* **TASK TO COMPLETE**
Note each line of the listing that contains the string "detached", and copy it.

==*==

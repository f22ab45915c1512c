// Copyright 2025 the Understory Authors
// SPDX-License-Identifier: Apache-2.0 OR MIT

//! The layout manager lifecycle shared by every layout.
//!
//! A host drives a [`LayoutManager`] through four calls:
//!
//! 1. [`LayoutManager::attach`] binds the manager to a host of a given size and
//!    creates its [`Scroller`].
//! 2. [`LayoutManager::measure`] asks the [`Adapter`] for every item's size and
//!    freezes per-item geometry until the next measure.
//! 3. [`LayoutManager::layout`] decides which items are shown, hidden or
//!    recycled for the current scroll position and places the shown ones.
//! 4. [`LayoutManager::detach`] drops the scroller and every cache.
//!
//! Scrolling (programmatic, drag, wheel, smooth scroll via
//! [`LayoutManager::update`]) moves the scroller and raises a layout request
//! that the host observes through [`LayoutManager::needs_layout`].

use alloc::boxed::Box;
use core::fmt;

use kurbo::Size;

use crate::adapter::Adapter;
use crate::geometry::{Extent, ScrollWindow};
use crate::recycler::Recycler;
use crate::scroller::Scroller;

/// How [`LayoutManager::focus_item`] picks its scroll target.
#[derive(Copy, Clone, Debug, Default, PartialEq, Eq, Hash)]
pub enum FocusStrategy {
    /// Scroll the least amount that brings the item fully into view.
    #[default]
    MinScrollDistance,
    /// Scroll so the item starts at the viewport's leading edge.
    ShowAsFirstItem,
}

type MeasureListener = Box<dyn FnMut(Size)>;
type LayoutListener = Box<dyn FnMut()>;

/// Callbacks fired at the end of measure and layout passes.
#[derive(Default)]
pub struct LayoutListeners {
    on_measure_completed: Option<MeasureListener>,
    on_layout_completed: Option<LayoutListener>,
}

impl fmt::Debug for LayoutListeners {
    fn fmt(&self, f: &mut fmt::Formatter<'_>) -> fmt::Result {
        f.debug_struct("LayoutListeners")
            .field("on_measure_completed", &self.on_measure_completed.is_some())
            .field("on_layout_completed", &self.on_layout_completed.is_some())
            .finish()
    }
}

/// Bookkeeping common to every layout manager.
#[derive(Debug, Default)]
pub struct LayoutState {
    attached: bool,
    host_size: Size,
    viewport_size: Size,
    content_size: Size,
    in_measuring: bool,
    in_layouting: bool,
    scroll_position: f64,
    scroll_delta: f64,
    layout_requested: bool,
    listeners: LayoutListeners,
}

impl LayoutState {
    /// Creates detached state.
    #[must_use]
    pub fn new() -> Self {
        Self::default()
    }

    /// Whether a host is attached.
    #[must_use]
    pub fn is_attached(&self) -> bool {
        self.attached
    }

    /// Size of the host's content rectangle.
    #[must_use]
    pub fn host_size(&self) -> Size {
        self.host_size
    }

    /// Size of the visible region.
    #[must_use]
    pub fn viewport_size(&self) -> Size {
        self.viewport_size
    }

    /// Size of the laid-out content.
    #[must_use]
    pub fn content_size(&self) -> Size {
        self.content_size
    }

    /// Sets the size of the laid-out content.
    pub fn set_content_size(&mut self, size: Size) {
        self.content_size = size;
    }

    /// Sets the size of the visible region.
    pub fn set_viewport_size(&mut self, size: Size) {
        self.viewport_size = size;
    }

    /// Whether a measure pass is running.
    #[must_use]
    pub fn in_measuring(&self) -> bool {
        self.in_measuring
    }

    /// Whether a layout pass is running.
    #[must_use]
    pub fn in_layouting(&self) -> bool {
        self.in_layouting
    }

    /// Current scroll offset (a rotation in degrees for circular layouts).
    #[must_use]
    pub fn scroll_position(&self) -> f64 {
        self.scroll_position
    }

    /// Signed change applied by the most recent scroll update.
    #[must_use]
    pub fn scroll_delta(&self) -> f64 {
        self.scroll_delta
    }

    /// Whether a layout pass has been requested since the last one ran.
    #[must_use]
    pub fn layout_requested(&self) -> bool {
        self.layout_requested
    }

    /// Records a new scroll position and requests a layout pass.
    pub fn set_scroll_position(&mut self, position: f64) {
        self.scroll_delta = position - self.scroll_position;
        self.scroll_position = position;
        self.layout_requested = true;
    }

    /// Requests a layout pass.
    pub fn request_layout(&mut self) {
        self.layout_requested = true;
    }

    /// Installs the callback fired after each measure pass with the content size.
    pub fn set_on_measure_completed(&mut self, listener: impl FnMut(Size) + 'static) {
        self.listeners.on_measure_completed = Some(Box::new(listener));
    }

    /// Installs the callback fired after each layout pass.
    pub fn set_on_layout_completed(&mut self, listener: impl FnMut() + 'static) {
        self.listeners.on_layout_completed = Some(Box::new(listener));
    }

    fn reset_to_host(&mut self) {
        self.viewport_size = self.host_size;
        self.content_size = self.host_size;
    }
}

/// Geometry and recycling policy for a virtualized list.
///
/// Implementors provide the `on_*` hooks, item visibility and focus; the
/// lifecycle and scrolling entry points are provided on top of them.
///
/// `on_measure` is the only place per-item geometry is computed and it must be
/// idempotent for unchanged adapter output. `on_layout_children` only shows,
/// hides, recycles and places view holders.
pub trait LayoutManager {
    /// Shared bookkeeping.
    fn state(&self) -> &LayoutState;

    /// Shared bookkeeping, mutably.
    fn state_mut(&mut self) -> &mut LayoutState;

    /// The scroller created by `on_attach`, if attached.
    fn scroller(&self) -> Option<&Scroller>;

    /// The scroller created by `on_attach`, mutably.
    fn scroller_mut(&mut self) -> Option<&mut Scroller>;

    /// Creates the scroller and resets internal caches.
    fn on_attach(&mut self);

    /// Computes per-item geometry and the content size.
    fn on_measure<A: Adapter>(&mut self, adapter: &A);

    /// Shows, hides, recycles and places view holders for the current scroll
    /// position.
    fn on_layout_children<A: Adapter, R: Recycler>(&mut self, adapter: &A, recycler: &mut R);

    /// Drops the scroller and clears caches.
    fn on_detach(&mut self);

    /// Scrolls so the item at `index` comes into view.
    fn focus_item(&mut self, index: usize, smooth: bool);

    /// Returns `true` if the item at `index` was visible after the last layout pass.
    fn is_view_holder_visible(&self, index: usize) -> bool;

    /// Position a finished drag should settle at, if snapping applies.
    fn snap_position(&self, position: f64) -> Option<f64> {
        let _ = position;
        None
    }

    /// Binds to a host whose content rectangle has `host_size`.
    fn attach(&mut self, host_size: Size) {
        let state = self.state_mut();
        state.attached = true;
        state.host_size = host_size;
        state.scroll_position = 0.0;
        state.scroll_delta = 0.0;
        state.reset_to_host();
        state.request_layout();
        self.on_attach();
        log::debug!("layout manager attached to host {host_size:?}");
    }

    /// Updates the host size after a resize. Call [`LayoutManager::measure`]
    /// afterwards.
    fn set_host_size(&mut self, host_size: Size) {
        let state = self.state_mut();
        state.host_size = host_size;
        state.request_layout();
    }

    /// Measures every item. Does nothing without a host or an adapter.
    fn measure<A: Adapter>(&mut self, adapter: Option<&A>) {
        let Some(adapter) = adapter else {
            return;
        };
        if !self.state().attached {
            return;
        }
        let state = self.state_mut();
        state.in_measuring = true;
        state.reset_to_host();
        self.on_measure(adapter);
        let state = self.state_mut();
        state.in_measuring = false;
        state.request_layout();
        let content_size = state.content_size;
        log::debug!(
            "measured {} items, content {content_size:?}",
            adapter.item_count()
        );
        if let Some(listener) = &mut state.listeners.on_measure_completed {
            listener(content_size);
        }
    }

    /// Lays out children. Does nothing without a host or an adapter.
    fn layout<A: Adapter, R: Recycler>(&mut self, adapter: Option<&A>, recycler: &mut R) {
        let Some(adapter) = adapter else {
            return;
        };
        if !self.state().attached {
            return;
        }
        self.state_mut().in_layouting = true;

        let count = adapter.item_count();
        for (index, handle) in recycler.visible_view_holders() {
            if index >= count {
                recycler.hide_view_holder(handle);
                recycler.recycle_view_holder(handle);
            }
        }

        self.on_layout_children(adapter, recycler);

        let state = self.state_mut();
        state.in_layouting = false;
        state.layout_requested = false;
        if let Some(listener) = &mut state.listeners.on_layout_completed {
            listener();
        }
    }

    /// Unbinds from the host.
    fn detach(&mut self) {
        let state = self.state_mut();
        state.attached = false;
        state.layout_requested = false;
        self.on_detach();
        log::debug!("layout manager detached");
    }

    /// Whether scrolling or a lifecycle change asked for a new layout pass.
    fn needs_layout(&self) -> bool {
        self.state().attached && self.state().layout_requested
    }

    /// Jumps to the scroll `position`.
    fn scroll_to_position(&mut self, position: f64) {
        let moved = self
            .scroller_mut()
            .and_then(|scroller| scroller.scroll_to_position(position));
        apply_scroll(self, moved);
    }

    /// Animates toward the scroll `position` at the scroller's default speed.
    fn smooth_scroll_to_position(&mut self, position: f64) {
        let moved = self
            .scroller_mut()
            .and_then(|scroller| scroller.smooth_scroll_to(position));
        apply_scroll(self, moved);
    }

    /// Cancels a smooth scroll in flight.
    fn stop_smooth_scroll(&mut self) {
        if let Some(scroller) = self.scroller_mut() {
            scroller.stop_smooth_scroll();
        }
    }

    /// Scrolls by `delta` units.
    fn scroll_delta(&mut self, delta: f64) {
        let moved = self
            .scroller_mut()
            .and_then(|scroller| scroller.scroll_by(delta));
        apply_scroll(self, moved);
    }

    /// Applies a pointer drag of `delta` units along the scroll axis.
    fn drag(&mut self, delta: f64) {
        let moved = self.scroller_mut().and_then(|scroller| {
            scroller.stop_smooth_scroll();
            scroller.drag(delta)
        });
        apply_scroll(self, moved);
    }

    /// Applies a wheel movement of `delta` notches.
    fn wheel(&mut self, delta: f64) {
        let moved = self
            .scroller_mut()
            .and_then(|scroller| scroller.wheel(delta));
        apply_scroll(self, moved);
    }

    /// Ends a drag, snapping to the nearest item when the scroller snaps.
    fn end_drag(&mut self) {
        let Some(scroller) = self.scroller() else {
            return;
        };
        if !scroller.config().snap {
            return;
        }
        if let Some(target) = self.snap_position(scroller.position()) {
            self.smooth_scroll_to_position(target);
        }
    }

    /// Advances smooth scrolling by `dt` seconds. Returns [`Self::needs_layout`].
    fn update(&mut self, dt: f64) -> bool {
        let moved = self.scroller_mut().and_then(|scroller| scroller.update(dt));
        apply_scroll(self, moved);
        self.needs_layout()
    }
}

pub(crate) fn apply_scroll<M: LayoutManager + ?Sized>(manager: &mut M, moved: Option<f64>) {
    if let Some(position) = moved {
        manager.state_mut().set_scroll_position(position);
        log::trace!("scrolled to {position}");
    }
}

/// Scroll target that brings `[start, end]` into `window` under `strategy`.
///
/// Returns `None` when [`FocusStrategy::MinScrollDistance`] finds the extent
/// already fully visible.
pub(crate) fn focus_target(
    strategy: FocusStrategy,
    window: ScrollWindow,
    start: f64,
    end: f64,
) -> Option<f64> {
    match strategy {
        FocusStrategy::ShowAsFirstItem => Some(start),
        FocusStrategy::MinScrollDistance => {
            if window.contains(start, end) {
                None
            } else if start < window.position || end - start > window.extent {
                Some(start)
            } else {
                Some(end - window.extent)
            }
        }
    }
}

/// The extent start closest to `position`.
pub(crate) fn nearest_start<E: Extent>(extents: &[E], position: f64) -> Option<f64> {
    let after = extents.partition_point(|extent| extent.start() < position);
    let candidates = [after.checked_sub(1), Some(after)];
    candidates
        .into_iter()
        .flatten()
        .filter_map(|index| extents.get(index))
        .map(Extent::start)
        .min_by(|a, b| (a - position).abs().total_cmp(&(b - position).abs()))
}
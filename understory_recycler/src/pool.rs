// Copyright 2025 the Understory Authors
// SPDX-License-Identifier: Apache-2.0 OR MIT

//! A headless [`Recycler`] that tracks view holders by id.
//!
//! [`ViewHolderPool`] keeps per-view-type free lists and remembers, for every
//! holder, the index it is bound to, whether it is visible and where it was
//! last placed. Hosts map [`ViewHolderId`]s to their own view objects; tests use
//! the pool directly to check what a layout pass produced.

use alloc::vec::Vec;

use hashbrown::HashMap;
use kurbo::Rect;

use crate::Recycler;

/// Identifier of a holder inside a [`ViewHolderPool`].
#[derive(Copy, Clone, Debug, PartialEq, Eq, Hash, PartialOrd, Ord)]
pub struct ViewHolderId(u32);

impl ViewHolderId {
    /// Returns the raw slot number.
    #[must_use]
    pub fn get(self) -> u32 {
        self.0
    }
}

/// State of one pooled view holder.
#[derive(Clone, Debug, PartialEq)]
pub struct ViewHolder {
    view_type: usize,
    index: Option<usize>,
    visible: bool,
    rect: Rect,
}

impl ViewHolder {
    /// View type the holder was created for.
    #[must_use]
    pub fn view_type(&self) -> usize {
        self.view_type
    }

    /// Item index the holder is bound to, or `None` while it sits in the pool.
    #[must_use]
    pub fn index(&self) -> Option<usize> {
        self.index
    }

    /// Whether the holder is currently shown.
    #[must_use]
    pub fn is_visible(&self) -> bool {
        self.visible
    }

    /// Last viewport-local placement.
    #[must_use]
    pub fn rect(&self) -> Rect {
        self.rect
    }
}

/// Pool of reusable view holders keyed by view type.
#[derive(Clone, Debug, Default)]
pub struct ViewHolderPool {
    holders: Vec<ViewHolder>,
    bound: HashMap<usize, ViewHolderId>,
    free: HashMap<usize, Vec<ViewHolderId>>,
    reused: usize,
}

impl ViewHolderPool {
    /// Creates an empty pool.
    #[must_use]
    pub fn new() -> Self {
        Self::default()
    }

    /// Number of holders ever created.
    #[must_use]
    pub fn created_count(&self) -> usize {
        self.holders.len()
    }

    /// Number of times a recycled holder was handed out again.
    #[must_use]
    pub fn reuse_count(&self) -> usize {
        self.reused
    }

    /// Number of pooled (unbound) holders for `view_type`.
    #[must_use]
    pub fn free_count(&self, view_type: usize) -> usize {
        self.free.get(&view_type).map_or(0, Vec::len)
    }

    /// Returns the holder behind `id`.
    #[must_use]
    pub fn holder(&self, id: ViewHolderId) -> Option<&ViewHolder> {
        self.holders.get(id.0 as usize)
    }

    /// Returns the holder bound to `index`, visible or not.
    #[must_use]
    pub fn bound_holder(&self, index: usize) -> Option<&ViewHolder> {
        self.bound.get(&index).and_then(|id| self.holder(*id))
    }

    /// Sorted indices of every visible holder.
    #[must_use]
    pub fn visible_indices(&self) -> Vec<usize> {
        let mut indices: Vec<usize> = self
            .bound
            .iter()
            .filter(|(_, id)| self.holders[id.0 as usize].visible)
            .map(|(index, _)| *index)
            .collect();
        indices.sort_unstable();
        indices
    }

    /// Last placement of the visible holder for `index`.
    #[must_use]
    pub fn placement(&self, index: usize) -> Option<Rect> {
        self.bound_holder(index)
            .filter(|holder| holder.visible)
            .map(ViewHolder::rect)
    }

    /// Drops every holder.
    pub fn clear(&mut self) {
        self.holders.clear();
        self.bound.clear();
        self.free.clear();
        self.reused = 0;
    }

    fn slot_mut(&mut self, id: ViewHolderId) -> Option<&mut ViewHolder> {
        self.holders.get_mut(id.0 as usize)
    }
}

impl Recycler for ViewHolderPool {
    type Handle = ViewHolderId;

    fn visible_view_holders(&self) -> Vec<(usize, ViewHolderId)> {
        let mut visible: Vec<(usize, ViewHolderId)> = self
            .bound
            .iter()
            .filter(|(_, id)| self.holders[id.0 as usize].visible)
            .map(|(index, id)| (*index, *id))
            .collect();
        visible.sort_unstable();
        visible
    }

    fn view_holder_for_position(&mut self, index: usize, view_type: usize) -> Option<ViewHolderId> {
        if let Some(&id) = self.bound.get(&index) {
            if self.holders[id.0 as usize].view_type == view_type {
                return Some(id);
            }
            // The item changed type; its holder goes back to its own free list.
            self.recycle_view_holder(id);
        }
        let id = match self.free.get_mut(&view_type).and_then(Vec::pop) {
            Some(id) => {
                self.reused += 1;
                id
            }
            None => {
                let id = ViewHolderId(u32::try_from(self.holders.len()).ok()?);
                self.holders.push(ViewHolder {
                    view_type,
                    index: None,
                    visible: false,
                    rect: Rect::ZERO,
                });
                id
            }
        };
        self.holders[id.0 as usize].index = Some(index);
        self.bound.insert(index, id);
        Some(id)
    }

    fn visible_view_holder_for_position(&self, index: usize) -> Option<ViewHolderId> {
        self.bound
            .get(&index)
            .copied()
            .filter(|id| self.holders[id.0 as usize].visible)
    }

    fn show_view_holder(&mut self, handle: ViewHolderId) {
        if let Some(holder) = self.slot_mut(handle) {
            holder.visible = true;
        }
    }

    fn hide_view_holder(&mut self, handle: ViewHolderId) {
        if let Some(holder) = self.slot_mut(handle) {
            holder.visible = false;
        }
    }

    fn recycle_view_holder(&mut self, handle: ViewHolderId) {
        let Some(holder) = self.slot_mut(handle) else {
            return;
        };
        let Some(index) = holder.index.take() else {
            return;
        };
        holder.visible = false;
        holder.rect = Rect::ZERO;
        let view_type = holder.view_type;
        self.bound.remove(&index);
        self.free.entry(view_type).or_default().push(handle);
    }

    fn place_view_holder(&mut self, handle: ViewHolderId, rect: Rect) {
        if let Some(holder) = self.slot_mut(handle) {
            holder.rect = rect;
        }
    }
}

#[cfg(test)]
mod tests {
    use super::*;

    #[test]
    fn recycled_holders_are_reused_per_view_type() {
        let mut pool = ViewHolderPool::new();
        let a = pool.view_holder_for_position(0, 0).unwrap();
        pool.show_view_holder(a);
        assert_eq!(pool.visible_indices(), [0]);

        pool.hide_view_holder(a);
        pool.recycle_view_holder(a);
        assert_eq!(pool.free_count(0), 1);
        assert!(pool.visible_indices().is_empty());

        // A different view type does not take the pooled holder.
        let b = pool.view_holder_for_position(1, 1).unwrap();
        assert_ne!(a, b);
        // The same view type does.
        let c = pool.view_holder_for_position(2, 0).unwrap();
        assert_eq!(a, c);
        assert_eq!(pool.reuse_count(), 1);
        assert_eq!(pool.created_count(), 2);
        assert_eq!(pool.holder(c).unwrap().index(), Some(2));
    }

    #[test]
    fn bound_holder_is_returned_again() {
        let mut pool = ViewHolderPool::new();
        let a = pool.view_holder_for_position(5, 0).unwrap();
        let b = pool.view_holder_for_position(5, 0).unwrap();
        assert_eq!(a, b);
        assert_eq!(pool.visible_view_holder_for_position(5), None);
        pool.show_view_holder(a);
        assert_eq!(pool.visible_view_holder_for_position(5), Some(a));
    }

    #[test]
    fn changed_view_type_binds_a_matching_holder() {
        let mut pool = ViewHolderPool::new();
        let a = pool.view_holder_for_position(3, 0).unwrap();
        pool.show_view_holder(a);

        let b = pool.view_holder_for_position(3, 1).unwrap();
        assert_ne!(a, b);
        assert_eq!(pool.holder(a).unwrap().index(), None);
        assert!(!pool.holder(a).unwrap().is_visible());
        assert_eq!(pool.free_count(0), 1);
        assert_eq!(pool.bound_holder(3).unwrap().view_type(), 1);

        // Releasing the old handle again leaves the new binding alone.
        pool.hide_view_holder(a);
        pool.recycle_view_holder(a);
        assert_eq!(pool.free_count(0), 1);
        assert_eq!(pool.view_holder_for_position(3, 1), Some(b));
    }

    #[test]
    fn placement_is_reported_for_visible_holders_only() {
        let mut pool = ViewHolderPool::new();
        let a = pool.view_holder_for_position(0, 0).unwrap();
        let rect = Rect::new(0.0, 0.0, 10.0, 10.0);
        pool.place_view_holder(a, rect);
        assert_eq!(pool.placement(0), None);
        pool.show_view_holder(a);
        assert_eq!(pool.placement(0), Some(rect));
    }
}
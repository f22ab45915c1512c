// Copyright 2025 the Understory Authors
// SPDX-License-Identifier: Apache-2.0 OR MIT

//! Span-based grid layout.
//!
//! Items are packed into spans of `span_count` cells: rows when the grid scrolls
//! vertically, columns when it scrolls horizontally. Each item takes as many
//! cells as its [`SpanSizeLookup`] reports. An item that does not fit in what is
//! left of the current span starts a new one; a span size of `0` hides the item.
//!
//! Visibility, recycling and focus work on whole spans: a span is shown or
//! evicted together with every item it holds.
//!
//! ```rust
//! use kurbo::Size;
//! use understory_recycler::{
//!     Adapter, GridLayoutConfig, GridLayoutManager, LayoutManager, ViewHolderPool,
//! };
//!
//! struct Tiles;
//!
//! impl Adapter for Tiles {
//!     type Template = ();
//!     fn item_count(&self) -> usize {
//!         7
//!     }
//!     fn view_holder_template(&self, _view_type: usize) -> Option<&()> {
//!         Some(&())
//!     }
//!     fn measure_view_holder(&self, _: &(), _index: usize, available: Size) -> Size {
//!         Size::new(available.width, 40.0)
//!     }
//! }
//!
//! let mut grid = GridLayoutManager::new(GridLayoutConfig {
//!     span_count: 3,
//!     ..GridLayoutConfig::default()
//! });
//! grid.attach(Size::new(300.0, 100.0));
//! grid.measure(Some(&Tiles));
//!
//! let rows: Vec<Vec<usize>> = grid.spans().iter().map(|s| s.items.to_vec()).collect();
//! assert_eq!(rows, [vec![0, 1, 2], vec![3, 4, 5], vec![6]]);
//!
//! let mut pool = ViewHolderPool::new();
//! grid.layout(Some(&Tiles), &mut pool);
//! assert_eq!(pool.visible_indices(), [0, 1, 2, 3, 4, 5, 6]);
//! ```

use alloc::vec::Vec;
use core::fmt;
use core::ops::RangeInclusive;

use kurbo::{Insets, Point, Rect, Size};
use smallvec::SmallVec;

use crate::adapter::{Adapter, DefaultSpanSizeLookup, SpanSizeLookup, measure_item};
use crate::cache::{LayoutCache, evicted, next_layout_cache};
use crate::geometry::{Extent, Orientation, ScrollWindow};
use crate::manager::{
    FocusStrategy, LayoutManager, LayoutState, apply_scroll, focus_target, nearest_start,
};
use crate::recycler::{Recycler, hide_and_recycle, show_and_place};
use crate::scroller::{Scroller, ScrollerConfig};

/// Settings for a [`GridLayoutManager`].
#[derive(Copy, Clone, Debug, PartialEq)]
pub struct GridLayoutConfig {
    /// Scroll axis. Spans are rows for [`Orientation::Vertical`].
    pub orientation: Orientation,
    /// Cells per span. Values below `1` are treated as `1`.
    pub span_count: usize,
    /// Gap between consecutive spans. Negative values are treated as `0`.
    pub spacing: f64,
    /// Gap between cells of one span. Negative values are treated as `0`.
    pub cross_spacing: f64,
    /// Space around the content.
    pub padding: Insets,
    /// Target selection for [`LayoutManager::focus_item`].
    pub focus_strategy: FocusStrategy,
    /// Scroller tuning. The bounds are derived from the measured content.
    pub scroller: ScrollerConfig,
}

impl Default for GridLayoutConfig {
    fn default() -> Self {
        Self {
            orientation: Orientation::Vertical,
            span_count: 1,
            spacing: 0.0,
            cross_spacing: 0.0,
            padding: Insets::ZERO,
            focus_strategy: FocusStrategy::MinScrollDistance,
            scroller: ScrollerConfig::default(),
        }
    }
}

impl GridLayoutConfig {
    fn sanitized(mut self) -> Self {
        if self.span_count < 1 {
            log::warn!("span count {} clamped to 1", self.span_count);
            self.span_count = 1;
        }
        if self.spacing < 0.0 {
            log::warn!("negative spacing {} clamped to 0", self.spacing);
            self.spacing = 0.0;
        }
        if self.cross_spacing < 0.0 {
            log::warn!("negative cross spacing {} clamped to 0", self.cross_spacing);
            self.cross_spacing = 0.0;
        }
        self.scroller.bounded = true;
        self
    }
}
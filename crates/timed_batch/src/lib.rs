//! # Timed Batch
//!
//! 定时批处理块：调用方并发入队，条目按数量或不活跃超时成批交给处理器，
//! 每个调用方在批次处理成功后被释放，或在自己的超时到期后得到超时错误。
//!
//! ## 使用示例
//!
//! ```ignore
//! use timed_batch::{handler_fn, TimedBatchBuilder, TimedBatchConfig};
//!
//! let config = TimedBatchConfig::new(10, 2000, 22000)?;
//! let block = TimedBatchBuilder::new(config)?.set_handler(handler_fn(|rows: Vec<Row>| async move {
//!     store.insert_all(rows).await.map_err(|e| HandlerError::with_source("insert", e))
//! }));
//!
//! // 每个调用方等待自己的条目所在批次完成
//! block.enqueue(row).await?;
//!
//! block.shutdown().await;
//! ```

mod block;

pub use block::{BatchEnqueuer, TimedBatchBlock, TimedBatchBuilder};
pub use contracts::{
    handler_fn, BatchError, BatchHandler, BatchMeta, ContractError, FlushReason, HandlerError,
    TimedBatchConfig,
};
pub use dispatcher::{BlockingHandle, DispatchSnapshot, HandleState};
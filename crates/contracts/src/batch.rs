//! Batch metadata - Collector output
//!
//! Describes a flushed batch independently of its payload.

use serde::{Deserialize, Serialize};
use std::fmt;

/// Why a batch was flushed
#[derive(Debug, Clone, Copy, PartialEq, Eq, Hash, Serialize, Deserialize)]
#[serde(rename_all = "snake_case")]
pub enum FlushReason {
    /// Pending collection reached `batch_size`
    Size,
    /// No item arrived for `batch_timeout_ms`
    Inactivity,
    /// Block was shut down with items still pending
    Shutdown,
}

impl FlushReason {
    /// Stable label used in logs and metrics
    pub fn as_str(&self) -> &'static str {
        match self {
            FlushReason::Size => "size",
            FlushReason::Inactivity => "inactivity",
            FlushReason::Shutdown => "shutdown",
        }
    }
}

impl fmt::Display for FlushReason {
    fn fmt(&self, f: &mut fmt::Formatter<'_>) -> fmt::Result {
        f.write_str(self.as_str())
    }
}

/// Batch metadata
#[derive(Debug, Clone, Copy, PartialEq, Eq, Serialize, Deserialize)]
pub struct BatchMeta {
    /// Batch sequence number (monotonically increasing, starts at 1)
    pub batch_id: u64,

    /// Number of items in the batch
    pub size: usize,

    /// Trigger that produced the batch
    pub reason: FlushReason,
}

==*==

* **SOLVED PROBLEM**
    /// Creates detached state.
        log::debug!("layout manager detached");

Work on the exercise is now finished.